Le concept de chaine de sphères dures permet de mettre au point des équations d'état comme SAFT pour représenter les polymères, ou complexes (amines, alcools, acides). La mécanique statistique permet en effet de les modéliser comme des assemblages de segments sphériques formant des chaînes.

Fonctions de potentiel

Les forces de van der Waals se traduisent par ce que l'on appelle le potentiel d'interaction intermoléculaire. Pour représenter ces potentiels plusieurs types de modèles ont été proposés, dont en particulier ceux présentés ci-dessous :

  1. modèle de potentiel d'interaction de Lennard-Jones ;

  2. modèle de potentiel d'interaction de fluide à puits carré.

Fonctions de potentiel

Dans les modèles thermodynamiques de mécanique statistique, les interactions entre molécules peuvent être représentées de manière simplifiée par ces fonctions de potentiel qui, utilisées avec une fonction de distribution radiale, permettent de déterminer les principales propriétés thermodynamiques des fluides, que ce soit pour les corps purs ou pour les mélanges.

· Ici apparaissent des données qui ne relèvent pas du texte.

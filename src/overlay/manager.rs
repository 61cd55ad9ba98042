//! Overlay Manager - the overlay session coordinating one open notification.
//!
//! The manager is created once at application start and handed to every
//! anchor and bubble that needs it. Clones share the same session.
//!
//! It is the only owner of:
//! - the open state (`Signal<bool>`, replays its latest value to subscribers)
//! - the registered anchor element
//! - the focus memento captured when a notification takes focus
//! - the live [`OverlayLayer`]
//!
//! Invariant: the open state is true iff a layer exists, and at most one
//! layer exists.
//!
//! # Lifecycle
//!
//! ```text
//! CLOSED --show()--> OPEN --hide() / destroy() / navigated()--> CLOSED
//! ```
//!
//! # Example
//!
//! ```ignore
//! let manager = OverlayManager::new();
//! manager.register_anchor(anchor);
//!
//! let pending = manager.show(anchor, template);
//! tick::run_tick();
//! let manager = futures::executor::block_on(pending)?;
//! ```

use std::cell::RefCell;
use std::rc::{Rc, Weak};

use futures::channel::oneshot;
use futures::future::{self, FutureExt, LocalBoxFuture};
use spark_signals::{effect, signal, Signal};
use tracing::{debug, trace, warn};

use super::layer::{OverlayLayer, OVERLAY_Z_INDEX};
use super::position::{AppliedPosition, ConnectedPosition, FlexibleConnectedStrategy, DEFAULT_POSITIONS};
use crate::engine::{allocate_root_element, get_rect, is_allocated, set_rect, viewport, with_parent, ElementProps};
use crate::error::ShowError;
use crate::notification::{NotificationTemplate, TemplateContext};
use crate::state::focus::{self, FocusedElement};
use crate::state::{scroll, tick};
use crate::types::{Cleanup, PositionUpdate, Rect, Size};

/// Resolves with the manager once the overlay has settled, or fails
/// immediately when preconditions are not met.
pub type ShowFuture = LocalBoxFuture<'static, Result<OverlayManager, ShowError>>;

struct ManagerState {
    anchor: Option<usize>,
    positions: Vec<ConnectedPosition>,
    layer: Option<OverlayLayer>,
    focus_memento: Option<FocusedElement>,
    next_layer_id: usize,
}

/// Shared overlay session. Cheap to clone.
#[derive(Clone)]
pub struct OverlayManager {
    inner: Rc<RefCell<ManagerState>>,
    open: Signal<bool>,
}

/// Non-owning handle, used by listeners the manager registers elsewhere.
#[derive(Clone)]
pub struct WeakOverlayManager {
    inner: Weak<RefCell<ManagerState>>,
    open: Signal<bool>,
}

impl WeakOverlayManager {
    pub fn upgrade(&self) -> Option<OverlayManager> {
        self.inner.upgrade().map(|inner| OverlayManager {
            inner,
            open: self.open.clone(),
        })
    }
}

impl Default for OverlayManager {
    fn default() -> Self {
        Self::new()
    }
}

impl OverlayManager {
    /// Session with the default four-position table.
    pub fn new() -> Self {
        Self::with_positions(DEFAULT_POSITIONS.to_vec())
    }

    pub fn with_positions(positions: Vec<ConnectedPosition>) -> Self {
        Self {
            inner: Rc::new(RefCell::new(ManagerState {
                anchor: None,
                positions,
                layer: None,
                focus_memento: None,
                next_layer_id: 0,
            })),
            open: signal(false),
        }
    }

    pub fn downgrade(&self) -> WeakOverlayManager {
        WeakOverlayManager {
            inner: Rc::downgrade(&self.inner),
            open: self.open.clone(),
        }
    }

    /// Replace the position table. Applies from the next `show`.
    pub fn set_positions(&self, positions: Vec<ConnectedPosition>) {
        self.inner.borrow_mut().positions = positions;
    }

    pub fn positions(&self) -> Vec<ConnectedPosition> {
        self.inner.borrow().positions.clone()
    }

    // =========================================================================
    // Anchor
    // =========================================================================

    /// Register the element notifications attach to. Last registration wins.
    pub fn register_anchor(&self, element: usize) {
        let previous = self.inner.borrow_mut().anchor.replace(element);
        if let Some(previous) = previous.filter(|&p| p != element) {
            debug!(previous, element, "notification anchor replaced");
        }
    }

    /// Forget the anchor if `element` is still the registered one.
    pub fn release_anchor(&self, element: usize) {
        let mut state = self.inner.borrow_mut();
        if state.anchor == Some(element) {
            state.anchor = None;
        }
    }

    pub fn anchor(&self) -> Option<usize> {
        self.inner.borrow().anchor
    }

    /// Current rect of the registered anchor.
    pub fn anchor_rect(&self) -> Option<Rect> {
        self.anchor().and_then(get_rect)
    }

    // =========================================================================
    // Open state
    // =========================================================================

    pub fn is_open(&self) -> bool {
        self.open.get()
    }

    /// The open-state signal.
    pub fn open_state(&self) -> Signal<bool> {
        self.open.clone()
    }

    /// Call `f` with the current open state now and on every change.
    /// Returns the unsubscribe function.
    pub fn subscribe_open<F>(&self, f: F) -> impl FnOnce() + use<F>
    where
        F: Fn(bool) + 'static,
    {
        let open = self.open.clone();
        effect(move || f(open.get()))
    }

    // =========================================================================
    // Show / hide
    // =========================================================================

    /// Open a notification rendering `template` for `insertion_point`.
    ///
    /// Fails without touching any state if no anchor is registered, the
    /// insertion point is not allocated, or the position table is empty.
    /// Otherwise the overlay is built, attached and positioned synchronously
    /// and the returned future resolves on the next tick.
    pub fn show(&self, insertion_point: usize, template: NotificationTemplate) -> ShowFuture {
        if let Err(err) = self.check_show(insertion_point) {
            warn!(insertion_point, error = %err, "notification show rejected");
            return future::ready(Err(err)).boxed_local();
        }

        // One overlay at a time
        if let Some(previous) = self.take_layer() {
            debug!(layer = previous.element, "replacing open notification overlay");
            previous.dispose();
        }

        let (layer_id, layer_element) = {
            let mut state = self.inner.borrow_mut();
            let id = state.next_layer_id;
            state.next_layer_id += 1;

            let element = allocate_root_element(ElementProps {
                z_index: OVERLAY_Z_INDEX,
                ..Default::default()
            });
            let mut layer = OverlayLayer::new(
                id,
                element,
                FlexibleConnectedStrategy::new(state.positions.clone()),
            );

            let weak = self.downgrade();
            layer.set_scroll_cleanup(Box::new(scroll::on_scroll(move || {
                if let Some(manager) = weak.upgrade() {
                    manager.reposition();
                }
            })));

            state.layer = Some(layer);
            (id, element)
        };

        let context = TemplateContext {
            manager: self.clone(),
            layer: layer_element,
            insertion_point,
        };
        let content = with_parent(layer_element, || template.render(&context));

        // The template may have closed the overlay while rendering.
        let attached = {
            let mut state = self.inner.borrow_mut();
            match state.layer.as_mut() {
                Some(layer) if layer.id == layer_id => {
                    layer.set_content_cleanup(content);
                    true
                }
                _ => false,
            }
        };
        if !attached {
            return future::ready(Err(ShowError::Abandoned)).boxed_local();
        }

        self.open.set(true);
        self.reposition();
        debug!(layer = layer_element, insertion_point, "notification shown");

        let (tx, rx) = oneshot::channel();
        let manager = self.clone();
        tick::defer(move || {
            let _ = tx.send(manager);
        });
        rx.map(|result| result.map_err(|_| ShowError::Abandoned))
            .boxed_local()
    }

    fn check_show(&self, insertion_point: usize) -> Result<(), ShowError> {
        let state = self.inner.borrow();
        if state.anchor.is_none() {
            return Err(ShowError::NoAnchor);
        }
        if !is_allocated(insertion_point) {
            return Err(ShowError::MissingInsertionPoint(insertion_point));
        }
        if state.positions.is_empty() {
            return Err(ShowError::NoPositions);
        }
        Ok(())
    }

    /// Close the open notification and give focus back to whatever had it
    /// before. No-op when closed.
    pub fn hide(&self) {
        let Some(layer) = self.take_layer() else {
            return;
        };
        let element = layer.element;

        self.open.set(false);
        layer.dispose();

        let memento = self.inner.borrow_mut().focus_memento.take();
        if let Some(memento) = memento {
            if memento.can_focus() {
                memento.restore();
            } else {
                trace!(index = memento.index, "focus memento no longer focusable");
            }
        }
        debug!(layer = element, "notification hidden");
    }

    /// Teardown: dispose any open overlay without restoring focus.
    pub fn destroy(&self) {
        self.inner.borrow_mut().focus_memento = None;
        if let Some(layer) = self.take_layer() {
            self.open.set(false);
            layer.dispose();
            debug!("notification overlay destroyed");
        }
    }

    /// The host navigated away: overlays do not survive navigation.
    pub fn navigated(&self) {
        if self.is_open() {
            debug!("disposing notification overlay on navigation");
        }
        self.destroy();
    }

    fn take_layer(&self) -> Option<OverlayLayer> {
        self.inner.borrow_mut().layer.take()
    }

    // =========================================================================
    // Focus
    // =========================================================================

    /// Remember the focused element, then focus `element` on the next tick
    /// (it may not be attached yet).
    pub fn set_focus_on(&self, element: usize) {
        self.inner.borrow_mut().focus_memento = focus::active_element();
        tick::defer(move || {
            if !focus::focus(element) {
                trace!(element, "deferred focus target not focusable");
            }
        });
    }

    pub fn focus_memento(&self) -> Option<FocusedElement> {
        self.inner.borrow().focus_memento.clone()
    }

    // =========================================================================
    // Positioning
    // =========================================================================

    /// Subscribe to position updates of the open overlay.
    ///
    /// Updates arrive in the order they are produced. The subscription ends
    /// when the overlay closes. When closed this is a no-op.
    pub fn on_position_change<F>(&self, handler: F) -> Cleanup
    where
        F: Fn(&PositionUpdate) + 'static,
    {
        let mut state = self.inner.borrow_mut();
        let Some(layer) = state.layer.as_mut() else {
            return Box::new(|| {});
        };
        let layer_id = layer.id;
        let subscriber = layer.subscribe(Rc::new(handler));

        let inner = Rc::downgrade(&self.inner);
        Box::new(move || {
            let Some(inner) = inner.upgrade() else {
                return;
            };
            let mut state = inner.borrow_mut();
            if let Some(layer) = state.layer.as_mut().filter(|l| l.id == layer_id) {
                layer.unsubscribe(subscriber);
            }
        })
    }

    /// Number of position subscribers on the open overlay.
    pub fn position_subscriber_count(&self) -> usize {
        self.inner
            .borrow()
            .layer
            .as_ref()
            .map(|layer| layer.subscriber_count())
            .unwrap_or(0)
    }

    /// Set the overlay content size and re-apply the position.
    pub fn resize_overlay(&self, size: Size) {
        let resized = match self.inner.borrow_mut().layer.as_mut() {
            Some(layer) => {
                layer.size = size;
                true
            }
            None => false,
        };
        if resized {
            self.reposition();
        }
    }

    /// Re-apply the position strategy against the anchor's current rect and
    /// publish the result.
    pub fn reposition(&self) {
        let (update, handlers) = {
            let mut guard = self.inner.borrow_mut();
            let state = &mut *guard;
            let Some(layer) = state.layer.as_mut() else {
                return;
            };
            let Some(anchor) = state.anchor.and_then(get_rect) else {
                trace!("reposition skipped: anchor has no rect");
                return;
            };
            let Some(applied) = layer.strategy.apply(anchor, layer.size, viewport()) else {
                return;
            };
            set_rect(layer.element, applied.rect);
            (applied.position.to_update(), layer.handlers())
        };

        trace!(?update, "overlay position applied");
        for handler in handlers {
            handler(&update);
        }
    }

    /// Rect of the open overlay.
    pub fn overlay_rect(&self) -> Option<Rect> {
        let element = self.inner.borrow().layer.as_ref().map(|l| l.element)?;
        get_rect(element)
    }

    /// Root element of the open overlay.
    pub fn overlay_element(&self) -> Option<usize> {
        self.inner.borrow().layer.as_ref().map(|l| l.element)
    }

    /// The last position applied to the open overlay.
    pub fn last_position(&self) -> Option<AppliedPosition> {
        self.inner
            .borrow()
            .layer
            .as_ref()
            .and_then(|l| l.strategy.last_applied())
    }
}
//! Overlay - the floating layer that hosts an open notification.
//!
//! - **Position** - Connected positions and the flexible (flipping) strategy
//! - **Layer** - The live layer: root element, subscribers, cleanups
//! - **Manager** - The overlay session: open state, anchor, focus memento

mod layer;
mod manager;
pub mod position;

pub use layer::OVERLAY_Z_INDEX;
pub use manager::{OverlayManager, ShowFuture, WeakOverlayManager};
pub use position::{
    AppliedPosition, ConnectedPosition, FlexibleConnectedStrategy, DEFAULT_OFFSET,
    DEFAULT_POSITIONS,
};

Les fonctions de distribution radiale sont cependant complexes et ne peuvent être résolues facilement pour les fonctions de potentiel intermoléculaire les plus rigoureuses. En utilisant la théorie des perturbations, le problème peut être reformulé comme un développement de l'énergie libre de Helmholtz, conduisant à une forme générale non-cubique de l'équation d'état à partir de laquelle l'énergie libre peut s'exprimer. C'est ce principe qui est mis en œuvre dans les modèles SAFT et CPA.

Liaisons hydrogène et fluides associatifs

Les liaisons hydrogène sont des forces intermoléculaires existant entre un atome d'hydrogène et un atome électronégatif comme l'oxygène, l'azote ou le fluor.

La liaison hydrogène est considérée comme une force chimique ou quasi-chimique, dont l'intensité est de plusieurs ordres de grandeur supérieure à celle des forces physiques et d'un ordre de grandeur inférieure à celle des liaisons chimiques. A titre d'exemple, l'énergie d'interaction des forces de van der Waals du méthane vaut 0,6 kJ/mol, alors que celle de la liaison hydrogène de l'eau vaut 22,3 kJ/mol, et que celle d'une liaison chimique O-H vaut 465 kJ/mol.

Les liaisons hydrogène permettent la formation de polymères et de molécules complexes, à qui elles confèrent des comportements spécifiques.

A titre d'exemple, en l'absence de liaison hydrogène, la température d'ébullition de l'eau à la pression atmosphérique serait de 80 °C au lieu de 100 °C, et sa température de fusion de – 110 °C au lieu de 0 °C.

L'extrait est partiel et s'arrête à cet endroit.